A characteristically bullish Bernie Ecclestone claimed on Tuesday there was “no chance” of Her Majesty's Revenue & Customs opening an investigation into his complex financial affairs, insisting that he had nothing to fear from his turn over the next two days as the star witness in Germany’s biggest post-war corruption trial.

It remains to be seen whether Ecclestone’s optimism is justified.

As Formula One decamps once again to the Middle East and the richest plum of all in the shape of Abu Dhabi there is little doubt where this week’s main showdown takes place and it is not at the glittering $1 billion Yas Marina circuit.

All eyes will be on a packed courtroom in Munich where the murkier side of the sport and the enormous sums of money which pump through it like so much crude oil will come under severe scrutiny.

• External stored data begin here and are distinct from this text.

use std::collections::{BTreeMap, HashMap, HashSet};
use std::sync::{Mutex, MutexGuard, PoisonError};

use async_trait::async_trait;
use serde_json::Value;
use tokio::sync::watch;
use tracing::trace;

use super::store::{
    ChangeFeed, DocumentStore, Precondition, RawDocument, Selector, StoreError, WriteOp,
};

type Collection = BTreeMap<String, (u64, Value)>;

/// Process-local store. Commits are serialized behind one lock, which makes
/// every multi-op commit trivially atomic.
#[derive(Default)]
pub struct MemoryStore {
    collections: Mutex<HashMap<String, Collection>>,
    feeds: Mutex<HashMap<String, watch::Sender<u64>>>,
}

impl MemoryStore {
    pub fn new() -> Self {
        Self::default()
    }

    /// Closes every open feed on `collection`, as a dropped connection would.
    pub fn interrupt(&self, collection: &str) {
        lock(&self.feeds).remove(collection);
    }

    fn notify(&self, touched: HashSet<String>) {
        let feeds = lock(&self.feeds);
        for collection in touched {
            if let Some(sender) = feeds.get(&collection) {
                sender.send_modify(|revision| *revision += 1);
            }
        }
    }
}

fn lock<T>(mutex: &Mutex<T>) -> MutexGuard<'_, T> {
    mutex.lock().unwrap_or_else(PoisonError::into_inner)
}

fn check(current: Option<u64>, expect: Precondition) -> bool {
    match (expect, current) {
        (Precondition::Absent, None) => true,
        (Precondition::Exists, Some(_)) => true,
        (Precondition::Version(want), Some(have)) => want == have,
        _ => false,
    }
}

#[async_trait]
impl DocumentStore for MemoryStore {
    async fn get(&self, collection: &str, id: &str) -> Result<Option<RawDocument>, StoreError> {
        let collections = lock(&self.collections);
        Ok(collections
            .get(collection)
            .and_then(|docs| docs.get(id))
            .map(|(version, data)| RawDocument {
                id: id.to_string(),
                version: *version,
                data: data.clone(),
            }))
    }

    async fn query(&self, selector: &Selector) -> Result<Vec<RawDocument>, StoreError> {
        let collections = lock(&self.collections);
        let Some(docs) = collections.get(&selector.collection) else {
            return Ok(Vec::new());
        };
        Ok(docs
            .iter()
            .filter(|(_, (_, data))| selector.matches(data))
            .map(|(id, (version, data))| RawDocument {
                id: id.clone(),
                version: *version,
                data: data.clone(),
            })
            .collect())
    }

    async fn commit(&self, ops: Vec<WriteOp>) -> Result<(), StoreError> {
        let mut touched = HashSet::new();
        {
            let mut collections = lock(&self.collections);

            for op in &ops {
                let current = collections
                    .get(op.collection())
                    .and_then(|docs| docs.get(op.id()))
                    .map(|(version, _)| *version);
                if !check(current, op.expect()) {
                    return Err(StoreError::PreconditionFailed {
                        collection: op.collection().to_string(),
                        id: op.id().to_string(),
                    });
                }
            }

            for op in ops {
                touched.insert(op.collection().to_string());
                match op {
                    WriteOp::Put {
                        collection,
                        id,
                        data,
                        ..
                    } => {
                        let docs = collections.entry(collection).or_default();
                        let version = docs.get(&id).map_or(0, |(version, _)| *version) + 1;
                        docs.insert(id, (version, data));
                    }
                    WriteOp::Delete { collection, id, .. } => {
                        if let Some(docs) = collections.get_mut(&collection) {
                            docs.remove(&id);
                        }
                    }
                }
            }
        }
        trace!(collections = ?touched, "memory commit applied");
        self.notify(touched);
        Ok(())
    }

    async fn watch(&self, collection: &str) -> Result<ChangeFeed, StoreError> {
        let mut feeds = lock(&self.feeds);
        let sender = feeds
            .entry(collection.to_string())
            .or_insert_with(|| watch::channel(0).0);
        Ok(sender.subscribe())
    }
}

/// Memory store whose change feeds can no longer be opened once it fails.
#[cfg(test)]
#[derive(Default)]
pub(crate) struct FlakyStore {
    pub inner: MemoryStore,
    broken: std::sync::atomic::AtomicBool,
}

#[cfg(test)]
impl FlakyStore {
    /// Drops the open feeds on `collection` and refuses new ones.
    pub fn fail(&self, collection: &str) {
        self.broken.store(true, std::sync::atomic::Ordering::SeqCst);
        self.inner.interrupt(collection);
    }
}

#[cfg(test)]
#[async_trait]
impl DocumentStore for FlakyStore {
    async fn get(&self, collection: &str, id: &str) -> Result<Option<RawDocument>, StoreError> {
        self.inner.get(collection, id).await
    }

    async fn query(&self, selector: &Selector) -> Result<Vec<RawDocument>, StoreError> {
        self.inner.query(selector).await
    }

    async fn commit(&self, ops: Vec<WriteOp>) -> Result<(), StoreError> {
        self.inner.commit(ops).await
    }

    async fn watch(&self, collection: &str) -> Result<ChangeFeed, StoreError> {
        if self.broken.load(std::sync::atomic::Ordering::SeqCst) {
            return Err(StoreError::Unavailable("connection refused".to_string()));
        }
        self.inner.watch(collection).await
    }
}

#[cfg(test)]
mod tests {
    use super::*;
    use serde_json::json;

    #[tokio::test]
    async fn versions_start_at_one_and_increment() {
        let store = MemoryStore::new();
        store
            .commit(vec![WriteOp::put("polls", "p1", &json!({ "n": 1 }), Precondition::Absent).unwrap()])
            .await
            .unwrap();
        store
            .commit(vec![WriteOp::put("polls", "p1", &json!({ "n": 2 }), Precondition::Version(1)).unwrap()])
            .await
            .unwrap();

        let doc = store.get("polls", "p1").await.unwrap().unwrap();
        assert_eq!(doc.version, 2);
        assert_eq!(doc.data, json!({ "n": 2 }));
    }

    #[tokio::test]
    async fn failed_precondition_discards_whole_commit() {
        let store = MemoryStore::new();
        store
            .commit(vec![WriteOp::put("polls", "p1", &json!({}), Precondition::Absent).unwrap()])
            .await
            .unwrap();

        let err = store
            .commit(vec![
                WriteOp::put("poll_votes", "p1_u1", &json!({}), Precondition::Absent).unwrap(),
                WriteOp::put("polls", "p1", &json!({ "stale": true }), Precondition::Version(7)).unwrap(),
            ])
            .await
            .unwrap_err();

        assert!(err.is_conflict());
        assert!(store.get("poll_votes", "p1_u1").await.unwrap().is_none());
        assert_eq!(store.get("polls", "p1").await.unwrap().unwrap().data, json!({}));
    }

    #[tokio::test]
    async fn watch_ticks_on_commit_and_closes_on_interrupt() {
        let store = MemoryStore::new();
        let mut feed = store.watch("comments").await.unwrap();

        store
            .commit(vec![WriteOp::put("comments", "c1", &json!({}), Precondition::Absent).unwrap()])
            .await
            .unwrap();
        feed.changed().await.unwrap();
        assert_eq!(*feed.borrow(), 1);

        store.interrupt("comments");
        assert!(feed.changed().await.is_err());
    }
}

The stakes, it is fair to say, are huge, both for Formula One and for Ecclestone personally, as the sport’s 81-year-old chief executive is grilled over the alleged payment of a $44 million “bribe” relating to the last sale of the sport five years ago.

Ecclestone may only be a witness in the trial of banker Gerhard Gribkowsky, the former chairman of Formula One’s holding company SLEC – and he was keen to stress on Tuesday that he was travelling to Germany of his own volition – but the potential ramifications of his evidence are massive.

Ecclestone revealed to Telegraph Sport he had paid a part of the money, with Bambino paying the rest, but claimed he was blackmailed by Gribkowsky who had threatened to tell HMRC that he was more closely involved in Bambino than he should have been.

This, Ecclestone said, might have prompted an investigation by HMRC which could have taken years and cost him millions.

HMRC may yet investigate the extent of his involvement in the trust.

The deputy attorney general, Emily Thornberry, told The Sunday Telegraph last weekend that she had raised the matter with the Attorney General’s Office and that they were looking into it.

If the trust is found to have been a sham he could face a tax bill running into the millions.

Ecclestone told Telegraph Sport on Tuesday that he was unworried.

“There’s not going to be an investigation,” he said. “No chance. They [HMRC] have already looked into everything to do with the Trust and I’ve been cleared since about 2008. This has nothing to do with the revenue.”

Ecclestone claims that the $41.4 million he received from BayernLB was signed off by the board and was a legitimate five per cent commission on the sale of the sport to CVC.

The $25 million Bambino received, Ecclestone claims, was to pay back a previous loan to the sport.

Ecclestone’s lawyer, Sven Thomas, said a 200-page legal submission made ahead of Wednesday's testimony makes clear the payment was not a bribe.


2005/06: Gerhard Gribkowsky, chief risk officer for Bayerische Landesbank, oversees sale of the bank’s 48 per cent stake in SLEC, F1’s holding company, to CVC Capital Partners.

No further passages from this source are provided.